Great idea, great. Except who exactly is arguing that the religious left mirror the religious right? I've only ever heard the opposite, usually when somebody suspects me of starting to look too much like them conservative Christians. In fact, about the only people who think progressive believers are trying to be the mirror of the Religious Right are media types, who can't quite grasp what it is we're up to. That and secular leftists, who don't really understand how the whole religion thing works. The few, the proud, the prog religion bloggers, we've all drunk deep of the netroots Kool-Aid. I don't know any progressive faithful types who don't think that this is going to be a people-powered revolution. (Oddly enough, it's the clergy who most want to empower the laity. We've got enough on our plates, thank you.)
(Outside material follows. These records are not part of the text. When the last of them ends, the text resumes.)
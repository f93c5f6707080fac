//! Naive Bayes fallback classifier.
//!
//! The model is trained elsewhere and shipped as JSON:
//!
//! ```json
//! {
//!   "vocabulary": ["no", "match", ...],
//!   "classTotals": {"available": 120, "unavailable": 340},
//!   "tokenTotals": {"available": 4100, "unavailable": 28000},
//!   "tokenCounts": {"available": {"no": 97}, "unavailable": {"registrar": 311}}
//! }
//! ```

use serde::Deserialize;
use std::collections::{HashMap, HashSet};
use std::path::Path;

use crate::error::DiggerError;
use crate::types::Classification;

#[derive(Debug, Clone, Default, Deserialize)]
struct LabelCounts {
    available: f64,
    unavailable: f64,
}

#[derive(Debug, Clone, Default, Deserialize)]
struct TokenCounts {
    #[serde(default)]
    available: HashMap<String, f64>,
    #[serde(default)]
    unavailable: HashMap<String, f64>,
}

#[derive(Debug, Clone, Deserialize)]
#[serde(rename_all = "camelCase")]
struct ModelFile {
    vocabulary: Vec<String>,
    class_totals: LabelCounts,
    token_totals: LabelCounts,
    token_counts: TokenCounts,
}

/// Scores for both labels, natural-log space.
#[derive(Debug, Clone, Copy, PartialEq)]
pub struct Prediction {
    pub available: f64,
    pub unavailable: f64,
}

impl Prediction {
    pub fn label(&self) -> Classification {
        if self.available > self.unavailable {
            Classification::Available
        } else {
            Classification::Unavailable
        }
    }

    pub fn margin(&self) -> f64 {
        (self.available - self.unavailable).abs()
    }
}

/// A loaded binary Naive Bayes model with Laplace smoothing.
#[derive(Debug, Clone)]
pub struct NaiveBayesModel {
    vocabulary_size: usize,
    class_totals: LabelCounts,
    token_totals: LabelCounts,
    token_counts: TokenCounts,
}

impl NaiveBayesModel {
    /// Parse a model from its JSON text.
    pub fn from_json(json: &str) -> Result<Self, DiggerError> {
        let file: ModelFile = serde_json::from_str(json)
            .map_err(|e| DiggerError::model(format!("Invalid model JSON: {}", e)))?;

        let total = file.class_totals.available + file.class_totals.unavailable;
        if total <= 0.0 {
            return Err(DiggerError::model("Model has no training documents"));
        }
        if file.class_totals.available <= 0.0 || file.class_totals.unavailable <= 0.0 {
            return Err(DiggerError::model("Model needs documents for both labels"));
        }

        let vocabulary_size = file.vocabulary.iter().collect::<HashSet<_>>().len();

        Ok(Self {
            vocabulary_size,
            class_totals: file.class_totals,
            token_totals: file.token_totals,
            token_counts: file.token_counts,
        })
    }

    /// Read and parse a model file.
    pub fn load<P: AsRef<Path>>(path: P) -> Result<Self, DiggerError> {
        let path = path.as_ref();
        let json = std::fs::read_to_string(path).map_err(|e| {
            DiggerError::file_error(path.to_string_lossy(), format!("Failed to read model: {}", e))
        })?;
        Self::from_json(&json)
    }

    pub fn score(&self, text: &str) -> Prediction {
        let tokens = tokenize(text);
        let total_docs = self.class_totals.available + self.class_totals.unavailable;
        let vocab = self.vocabulary_size as f64;

        let score = |prior: f64, token_total: f64, counts: &HashMap<String, f64>| {
            tokens.iter().fold((prior / total_docs).ln(), |acc, token| {
                let count = counts.get(token).copied().unwrap_or(0.0);
                acc + ((count + 1.0) / (token_total + vocab)).ln()
            })
        };

        Prediction {
            available: score(
                self.class_totals.available,
                self.token_totals.available,
                &self.token_counts.available,
            ),
            unavailable: score(
                self.class_totals.unavailable,
                self.token_totals.unavailable,
                &self.token_counts.unavailable,
            ),
        }
    }

    pub fn predict(&self, text: &str) -> Classification {
        self.score(text).label()
    }
}

/// Lowercase, collapse every non `[a-z0-9]` run into a space, split.
pub fn tokenize(text: &str) -> Vec<String> {
    let lowered = text.to_lowercase();
    let mut tokens = Vec::new();
    let mut current = String::new();

    for c in lowered.chars() {
        if c.is_ascii_lowercase() || c.is_ascii_digit() {
            current.push(c);
        } else if !current.is_empty() {
            tokens.push(std::mem::take(&mut current));
        }
    }
    if !current.is_empty() {
        tokens.push(current);
    }
    tokens
}

#[cfg(test)]
mod tests {
    use super::*;

    const MODEL: &str = r#"{
        "vocabulary": ["no", "match", "for", "registrar", "domain", "name"],
        "classTotals": {"available": 10, "unavailable": 10},
        "tokenTotals": {"available": 30, "unavailable": 30},
        "tokenCounts": {
            "available": {"no": 10, "match": 10, "for": 10},
            "unavailable": {"registrar": 10, "domain": 10, "name": 10}
        }
    }"#;

    #[test]
    fn test_tokenize() {
        assert_eq!(
            tokenize("No match for \"EXAMPLE.COM\"!"),
            vec!["no", "match", "for", "example", "com"]
        );
        assert!(tokenize("  --  ").is_empty());
    }

    #[test]
    fn test_predict_labels() {
        let model = NaiveBayesModel::from_json(MODEL).unwrap();
        assert_eq!(model.predict("No match for x"), Classification::Available);
        assert_eq!(
            model.predict("Domain Name: X\nRegistrar: Y"),
            Classification::Unavailable
        );
    }

    #[test]
    fn test_score_matches_closed_form() {
        let model = NaiveBayesModel::from_json(MODEL).unwrap();
        let prediction = model.score("no");
        let expected_available = (0.5f64).ln() + (11.0f64 / 36.0).ln();
        let expected_unavailable = (0.5f64).ln() + (1.0f64 / 36.0).ln();
        assert!((prediction.available - expected_available).abs() < 1e-9);
        assert!((prediction.unavailable - expected_unavailable).abs() < 1e-9);
    }

    #[test]
    fn test_tie_has_zero_margin() {
        let model = NaiveBayesModel::from_json(MODEL).unwrap();
        let prediction = model.score("");
        assert_eq!(prediction.margin(), 0.0);
        assert_eq!(prediction.label(), Classification::Unavailable);
    }

    #[test]
    fn test_rejects_degenerate_models() {
        assert!(NaiveBayesModel::from_json("{}").is_err());
        let empty = MODEL.replace("\"available\": 10, \"unavailable\": 10", "\"available\": 0, \"unavailable\": 0");
        assert!(NaiveBayesModel::from_json(&empty).is_err());
    }
}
As for "claiming our own moral agency," what does Stan think has been the point of Protestantism in the past, oh, 500 years or so? Growing disciples who don't need me to tell them how to live their faith is my freaking job.
I think I know what Stan's up to, though. She seems to want progressives to "transcend" religion in favor of universal values:
[A]ccording to the 2001 American Religious Identification Survey (ARIS) some 40 percent of people who identified themselves as belonging to a particular denomination or religion did not attend religious services in houses of worship -- nor did anyone in their households. (Because of the way the question was worded, we do not know how many non-churchgoers live in households where others attend religious services.)
That's a lot of people -- people who likely derive their ethics from a particular faith tradition, but who may not respond any better to the words of a religious liberal than they do to a religious righty. But they most likely will respond to ideas of right and wrong, and to language that sets these ideas in grand prose. (See: King James Bible.) If secular liberal politicians would simply engage the better angels of a broad, and often unchurched, electorate, they just might win.
"Grand prose." So people are only involved in the moral life to the extent that the language is purty? This is just absurdly shallow, as is the notion that by speaking on a high, general plain, pols will suddenly capture the "moral values" agenda. Christ! Haven't we had enough of mealy-mouthed politicians trying to speak to everyone, only to end up speaking for no one?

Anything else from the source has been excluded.